Capture a Dataset and Run an Eval
Use evals when a prompt, model, tool, permission, or stop-policy change should be checked against the same examples every time. The browser flow is: observe a run, save useful traces as fixtures, run the dataset, then inspect results.
What you click
Section titled “What you click”
1. Produce a trace
Section titled “1. Produce a trace”- Run the agent from your client or from the agent editor preview.
- Open the saved agent.
- Use Recent runs to inspect the trace when trace routes are enabled.
- Choose a run that captures behavior you want to keep or compare.
If the trace drawer is unavailable, wire trace storage first. See Enable Observability.
2. Create or choose a dataset
Section titled “2. Create or choose a dataset”- Open Observe → Datasets.
- Click New Dataset when this is a new behavior suite, or open an existing dataset for a regression set.
- Use a stable id that describes the behavior, such as
research-citationsortool-permission.
3. Add fixtures from traces
Section titled “3. Add fixtures from traces”- From the trace drawer, click Save as fixture.
- Choose the dataset.
- Give the fixture a readable id and description.
- Keep provider-script capture required when the run must be replayable without spending model tokens.

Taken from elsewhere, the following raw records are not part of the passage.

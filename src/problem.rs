use std::collections::{HashMap, HashSet};

use derive_more::{Deref, Display, From, Into};
use log::{debug, warn};
use serde::{Deserialize, Serialize};
use typed_index_collections::TiVec;

use crate::emissions::{haversine_km, TransportMode};

/// The type used for material quantities (tons) and product quantities (units)
pub type Quantity = f64;
/// The type used for distance (km)
pub type Distance = f64;
/// The type used for cost
pub type Cost = f64;

#[derive(Deref, Debug, PartialEq, Eq, PartialOrd, Ord, From, Into, Clone, Copy, Hash)]
pub struct SupplierIndex(usize);

#[derive(Deref, Debug, PartialEq, Eq, PartialOrd, Ord, From, Into, Clone, Copy, Hash)]
pub struct FactoryIndex(usize);

#[derive(Deref, Debug, PartialEq, Eq, PartialOrd, Ord, From, Into, Clone, Copy, Hash)]
pub struct RegionIndex(usize);

/// A point on the globe, in degrees
#[derive(Debug, Clone, Copy, PartialEq, Serialize, Deserialize)]
pub struct Position {
    pub lat: f64,
    pub lon: f64,
}

impl Position {
    pub fn new(lat: f64, lon: f64) -> Self {
        Self { lat, lon }
    }

    /// Great-circle distance to `other`
    pub fn distance_to(&self, other: &Position) -> Distance {
        haversine_km(self.lat, self.lon, other.lat, other.lon)
    }
}

#[derive(Debug, Clone, PartialEq)]
pub struct Supplier {
    pub id: String,
    pub name: Option<String>,
    pub position: Position,
    pub material_type: String,
    /// The maximum amount of material this supplier can ship, in tons
    pub supply_capacity_tons: Quantity,
}

#[derive(Debug, Clone, PartialEq)]
pub struct Factory {
    pub id: String,
    pub name: Option<String>,
    pub position: Position,
    /// The maximum number of product units the factory can produce
    pub capacity_units: Quantity,
}

#[derive(Debug, Clone, PartialEq)]
pub struct Region {
    pub id: String,
    pub name: Option<String>,
    pub position: Position,
}

/// Unit conversion constants shared by every computation in a run
#[derive(Debug, Clone, Copy, PartialEq, Serialize, Deserialize)]
pub struct Product {
    pub weight_kg_per_unit: f64,
    pub material_kg_per_unit: f64,
}

impl Product {
    /// The material (tons) required to produce `units` units
    pub fn material_tons(&self, units: Quantity) -> Quantity {
        units * self.material_kg_per_unit / 1000.0
    }

    /// The shipping weight (tons) of `units` units
    pub fn weight_tons(&self, units: Quantity) -> Quantity {
        units * self.weight_kg_per_unit / 1000.0
    }
}

/// A single transport link between two nodes
#[derive(Debug, Clone, Copy, PartialEq)]
pub struct Route {
    pub mode: TransportMode,
    pub distance_km: Distance,
    pub ef_kg_per_ton_km: f64,
    pub cost_per_ton_km: f64,
}

impl Route {
    /// A route using the default factors of `mode`
    pub fn with_mode(mode: TransportMode, distance_km: Distance) -> Self {
        Route {
            mode,
            distance_km,
            ef_kg_per_ton_km: mode.emission_factor(),
            cost_per_ton_km: mode.cost_factor(),
        }
    }

    /// kg CO2 emitted per ton moved along the whole route
    pub fn co2_per_ton(&self) -> f64 {
        self.distance_km * self.ef_kg_per_ton_km
    }

    /// Cost per ton moved along the whole route
    pub fn cost_per_ton(&self) -> Cost {
        self.distance_km * self.cost_per_ton_km
    }
}

/// A route as it appears in a route table, keyed by the ids of its end points
#[derive(Debug, Clone, PartialEq)]
pub struct Edge {
    pub origin: String,
    pub destination: String,
    pub route: Route,
}

#[derive(Debug, Display, Clone, PartialEq)]
pub enum NetworkError {
    /// There must be at least one entity of every kind
    #[display(fmt = "no {} were given", _0)]
    Empty(&'static str),
    /// Two entities of the same kind share an id
    #[display(fmt = "duplicate {} id '{}'", kind, id)]
    DuplicateId { kind: &'static str, id: String },
    /// A row refers to an id that does not exist
    #[display(fmt = "{} refers to unknown {} '{}'", table, kind, id)]
    UnknownId {
        table: &'static str,
        kind: &'static str,
        id: String,
    },
    /// Every region must have exactly one demand row
    #[display(fmt = "no demand was given for region '{}'", _0)]
    MissingDemand(String),
    /// The route table lacks an edge of the complete bipartite graph
    #[display(fmt = "{} has no route from '{}' to '{}'", table, origin, destination)]
    MissingRoute {
        table: &'static str,
        origin: String,
        destination: String,
    },
    /// The same edge appears twice in a route table
    #[display(fmt = "{} has more than one route from '{}' to '{}'", table, origin, destination)]
    DuplicateRoute {
        table: &'static str,
        origin: String,
        destination: String,
    },
    /// A quantity, distance or factor is negative or not finite
    #[display(fmt = "invalid {} for '{}': {}", field, id, value)]
    InvalidValue {
        field: &'static str,
        id: String,
        value: f64,
    },
}

impl std::error::Error for NetworkError {}

/// A validated two-stage supply network: suppliers -> factories -> regions.
///
/// All route tables are complete, so every (supplier, factory) and (factory, region) pair
/// has exactly one route. Routes are stored densely and are addressed by typed indices.
#[derive(Debug, Clone)]
pub struct Network {
    suppliers: TiVec<SupplierIndex, Supplier>,
    factories: TiVec<FactoryIndex, Factory>,
    regions: TiVec<RegionIndex, Region>,
    /// Units demanded in each region
    demand: TiVec<RegionIndex, Quantity>,
    product: Product,
    /// Material routes, indexed (s, f)
    supply_routes: TiVec<SupplierIndex, TiVec<FactoryIndex, Route>>,
    /// Product routes, indexed (f, r)
    delivery_routes: TiVec<FactoryIndex, TiVec<RegionIndex, Route>>,
}

fn check_value(field: &'static str, id: &str, value: f64) -> Result<(), NetworkError> {
    match value.is_finite() && value >= 0.0 {
        true => Ok(()),
        false => Err(NetworkError::InvalidValue {
            field,
            id: id.to_string(),
            value,
        }),
    }
}

fn index_ids<'a, K: From<usize>>(
    kind: &'static str,
    ids: impl Iterator<Item = &'a str>,
) -> Result<HashMap<String, K>, NetworkError> {
    let mut lookup = HashMap::new();
    for (i, id) in ids.enumerate() {
        if lookup.insert(id.to_string(), K::from(i)).is_some() {
            return Err(NetworkError::DuplicateId {
                kind,
                id: id.to_string(),
            });
        }
    }
    if lookup.is_empty() {
        return Err(NetworkError::Empty(kind));
    }
    Ok(lookup)
}

/// Arrange `edges` into a dense (origin, destination) matrix, requiring every pair exactly once.
fn route_matrix<O, D>(
    table: &'static str,
    edges: Vec<Edge>,
    origins: &HashMap<String, O>,
    origin_ids: &[&str],
    destinations: &HashMap<String, D>,
    destination_ids: &[&str],
) -> Result<TiVec<O, TiVec<D, Route>>, NetworkError>
where
    O: From<usize> + Into<usize> + Copy,
    D: From<usize> + Into<usize> + Copy,
{
    let mut dense: Vec<Vec<Option<Route>>> = vec![vec![None; destination_ids.len()]; origin_ids.len()];

    for edge in edges {
        let o = *origins
            .get(&edge.origin)
            .ok_or_else(|| NetworkError::UnknownId {
                table,
                kind: "origin",
                id: edge.origin.clone(),
            })?;
        let d = *destinations
            .get(&edge.destination)
            .ok_or_else(|| NetworkError::UnknownId {
                table,
                kind: "destination",
                id: edge.destination.clone(),
            })?;

        let id = format!("{}->{}", edge.origin, edge.destination);
        check_value("distance_km", &id, edge.route.distance_km)?;
        check_value("ef_kg_per_ton_km", &id, edge.route.ef_kg_per_ton_km)?;
        check_value("cost_per_ton_km", &id, edge.route.cost_per_ton_km)?;

        let (o, d): (usize, usize) = (o.into(), d.into());
        let slot = &mut dense[o][d];
        if slot.is_some() {
            return Err(NetworkError::DuplicateRoute {
                table,
                origin: edge.origin,
                destination: edge.destination,
            });
        }
        *slot = Some(edge.route);
    }

    dense
        .into_iter()
        .enumerate()
        .map(|(i, row)| {
            row.into_iter()
                .enumerate()
                .map(|(j, route)| {
                    route.ok_or_else(|| NetworkError::MissingRoute {
                        table,
                        origin: origin_ids[i].to_string(),
                        destination: destination_ids[j].to_string(),
                    })
                })
                .collect::<Result<TiVec<D, Route>, _>>()
        })
        .collect()
}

- Save and confirm the dataset fixture count changed.
4. Run the eval
Section titled “4. Run the eval”- Open the dataset.
- Click Run eval.
- Choose the agent and model context you want to test.
- Start the run.
- Open the generated Eval Run.
Use scripted mode when fixtures contain provider scripts. Use live mode only when you intentionally want to call the configured model provider.
5. Read the results
Section titled “5. Read the results”Check:
- pass rate and failure count;
- per-fixture final answer;
- expectation/check failures;
- baseline differences if you uploaded or selected a baseline report.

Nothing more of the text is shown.